Thinking the incident some freakish anomaly, I returned to Danehy this morning. When I neared that familiar patch at the back of the park, I slowed to a trot. Like a little kid getting into a scalding hot-tub, I carefully tested the waters. A orange-breasted birds on the ground heard me coming and flew to safety. All is good. That's when I saw them.

That's right, two birds, not one. They cocked their heads, and after a few tweets, they decided which one would take out the intruder. Last time, the bird caught me unaware; this was my chance to stand up for myself. The bird dove at me like a Spitfire in a dogfight--I now find it much easier to believe that birds are descended from dinosaurs (namely, the velociraptor). In a pitiful attempt to defend myself, I waved my arms and shouted incoherently. Success!

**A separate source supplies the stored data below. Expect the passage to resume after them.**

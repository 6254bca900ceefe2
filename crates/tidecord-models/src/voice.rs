use bitflags::bitflags;
use serde::de::DeserializeOwned;
use serde::{Deserialize, Deserializer, Serialize, Serializer};

use crate::member::Member;
use crate::Snowflake;

// Voice gateway opcodes
pub const VOICE_OP_IDENTIFY: u8 = 0;
pub const VOICE_OP_SELECT_PROTOCOL: u8 = 1;
pub const VOICE_OP_READY: u8 = 2;
pub const VOICE_OP_HEARTBEAT: u8 = 3;
pub const VOICE_OP_SESSION_DESCRIPTION: u8 = 4;
pub const VOICE_OP_SPEAKING: u8 = 5;
pub const VOICE_OP_HEARTBEAT_ACK: u8 = 6;
pub const VOICE_OP_RESUME: u8 = 7;
pub const VOICE_OP_HELLO: u8 = 8;
pub const VOICE_OP_RESUMED: u8 = 9;
pub const VOICE_OP_CLIENT_DISCONNECT: u8 = 13;

pub const VOICE_GATEWAY_VERSION: u8 = 4;

/// Build the voice WebSocket URL for an endpoint from `VOICE_SERVER_UPDATE`.
///
/// Endpoints arrive without a scheme; an explicit `ws://` is kept for local servers.
pub fn voice_gateway_url(endpoint: &str) -> String {
    let (scheme, host) = match endpoint.strip_prefix("ws://") {
        Some(host) => ("ws", host),
        None => ("wss", endpoint.trim_start_matches("wss://")),
    };
    let host = host.trim_end_matches('/');
    format!("{scheme}://{host}/?v={VOICE_GATEWAY_VERSION}")
}

/// Voice gateway envelope. Voice v4 frames carry no sequence or event name.
#[derive(Debug, Clone, Serialize, Deserialize)]
pub struct VoiceMessage {
    pub op: u8,
    #[serde(default)]
    pub d: Option<serde_json::Value>,
}

impl VoiceMessage {
    pub fn new<T: Serialize>(op: u8, payload: &T) -> Result<Self, serde_json::Error> {
        Ok(Self {
            op,
            d: Some(serde_json::to_value(payload)?),
        })
    }

    pub fn payload<T: DeserializeOwned>(&self) -> Result<T, serde_json::Error> {
        match &self.d {
            Some(d) => T::deserialize(d),
            None => T::deserialize(serde_json::Value::Null),
        }
    }
}

#[derive(Debug, Clone, PartialEq, Eq, Serialize, Deserialize)]
pub struct VoiceIdentify {
    pub server_id: Snowflake,
    pub user_id: Snowflake,
    pub session_id: String,
    pub token: String,
}

#[derive(Debug, Clone, Serialize, Deserialize)]
pub struct VoiceHello {
    /// Milliseconds; the voice gateway sends a float.
    pub heartbeat_interval: f64,
}

#[derive(Debug, Clone, PartialEq, Eq, Serialize, Deserialize)]
pub struct VoiceReady {
    pub ssrc: u32,
    pub ip: String,
    pub port: u16,
    #[serde(default)]
    pub modes: Vec<String>,
}

#[derive(Debug, Clone, PartialEq, Eq, Serialize, Deserialize)]
pub struct SelectProtocolData {
    pub address: String,
    pub port: u16,
    pub mode: String,
}

#[derive(Debug, Clone, PartialEq, Eq, Serialize, Deserialize)]
pub struct SelectProtocol {
    pub protocol: String,
    pub data: SelectProtocolData,
}

#[derive(Debug, Clone, PartialEq, Eq, Serialize, Deserialize)]
pub struct SessionDescription {
    pub mode: String,
    pub secret_key: Vec<u8>,
}

bitflags! {
    #[derive(Debug, Clone, Copy, PartialEq, Eq)]
    pub struct SpeakingFlags: u32 {
        const MICROPHONE = 1 << 0;
        const SOUNDSHARE = 1 << 1;
        const PRIORITY   = 1 << 2;
    }
}

impl Serialize for SpeakingFlags {
    fn serialize<S: Serializer>(&self, serializer: S) -> Result<S::Ok, S::Error> {
        serializer.serialize_u32(self.bits())
    }
}

impl<'de> Deserialize<'de> for SpeakingFlags {
    fn deserialize<D: Deserializer<'de>>(deserializer: D) -> Result<Self, D::Error> {
        let bits = u32::deserialize(deserializer)?;
        Ok(SpeakingFlags::from_bits_truncate(bits))
    }
}

#[derive(Debug, Clone, PartialEq, Eq, Serialize, Deserialize)]
pub struct Speaking {
    pub speaking: SpeakingFlags,
    #[serde(default)]
    pub delay: u32,
    pub ssrc: u32,
    /// Only set on speaking updates received about other users.
    #[serde(default, skip_serializing_if = "Option::is_none")]
    pub user_id: Option<Snowflake>,
}

#[derive(Debug, Clone, Serialize, Deserialize)]
pub struct ClientDisconnect {
    pub user_id: Snowflake,
}

/// `VOICE_STATE_UPDATE` dispatch payload.
#[derive(Debug, Clone, PartialEq, Serialize, Deserialize)]
pub struct VoiceState {
    #[serde(default)]
    pub guild_id: Option<Snowflake>,
    pub channel_id: Option<Snowflake>,
    pub user_id: Snowflake,
    #[serde(default)]
    pub member: Option<Member>,
    pub session_id: String,
    #[serde(default)]
    pub deaf: bool,
    #[serde(default)]
    pub mute: bool,
    #[serde(default)]
    pub self_deaf: bool,
    #[serde(default)]
    pub self_mute: bool,
    #[serde(default)]
    pub self_stream: bool,
    #[serde(default)]
    pub self_video: bool,
    #[serde(default)]
    pub suppress: bool,
}

/// `VOICE_SERVER_UPDATE` dispatch payload.
#[derive(Debug, Clone, PartialEq, Eq, Serialize, Deserialize)]
pub struct VoiceServerUpdate {
    pub token: String,
    pub guild_id: Snowflake,
    /// `None` while the voice server is being reallocated.
    pub endpoint: Option<String>,
}

#[cfg(test)]
mod tests {
    use super::*;

    #[test]
    fn ready_and_description_decode() {
        let ready: VoiceMessage = serde_json::from_str(
            r#"{"op":2,"d":{"ssrc":1,"ip":"127.0.0.1","port":1234,"modes":["xsalsa20_poly1305"],"heartbeat_interval":1}}"#,
        )
        .unwrap();
        let ready: VoiceReady = ready.payload().unwrap();
        assert_eq!(ready.port, 1234);
        assert_eq!(ready.modes, vec!["xsalsa20_poly1305".to_string()]);

        let desc: SessionDescription =
            serde_json::from_str(r#"{"mode":"xsalsa20_poly1305","secret_key":[1,2,3]}"#).unwrap();
        assert_eq!(desc.secret_key, vec![1, 2, 3]);
    }

    #[test]
    fn speaking_serializes_flag_bits() {
        let msg = VoiceMessage::new(
            VOICE_OP_SPEAKING,
            &Speaking {
                speaking: SpeakingFlags::MICROPHONE,
                delay: 0,
                ssrc: 7,
                user_id: None,
            },
        )
        .unwrap();
        assert_eq!(
            serde_json::to_value(&msg).unwrap(),
            serde_json::json!({"op": 5, "d": {"speaking": 1, "delay": 0, "ssrc": 7}})
        );
    }

    #[test]
    fn gateway_url_strips_scheme_and_port_is_kept() {
        assert_eq!(
            voice_gateway_url("us-east1.example.gg:443"),
            "wss://us-east1.example.gg:443/?v=4"
        );
        assert_eq!(voice_gateway_url("wss://voice.example.gg/"), "wss://voice.example.gg/?v=4");
        assert_eq!(voice_gateway_url("ws://127.0.0.1:9000"), "ws://127.0.0.1:9000/?v=4");
    }
}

The bird retreated to its tree as I scampered on down the road.

That's when I saw a car, stopped in the middle of the road. The driver had witnessed the entire incident. He stared at me with a confused look on his face, then shook his head with disapproval. He dropped his head, taking his eyes off the road, and drove off.

I wish there were an easy explanation for this. You know, like some kind of self-aware computer virus has infected common animals, and they are the pawns in an emerging struggle between man and machine. However, such stories are only played out by Keanu Reeves in b-level Hollywood movies. I'm puzzled. In the greater context of the universe, I see this as a minor incident. Infinitesimal, really. When I think about the common character of the fifty-odd square meters behind Danehy park, however, hostility and chaos drown out all other emotions. For fear of what might come next, I shall avoid this place for the near future.

Be safe, and where I have found discord, may you find harmony.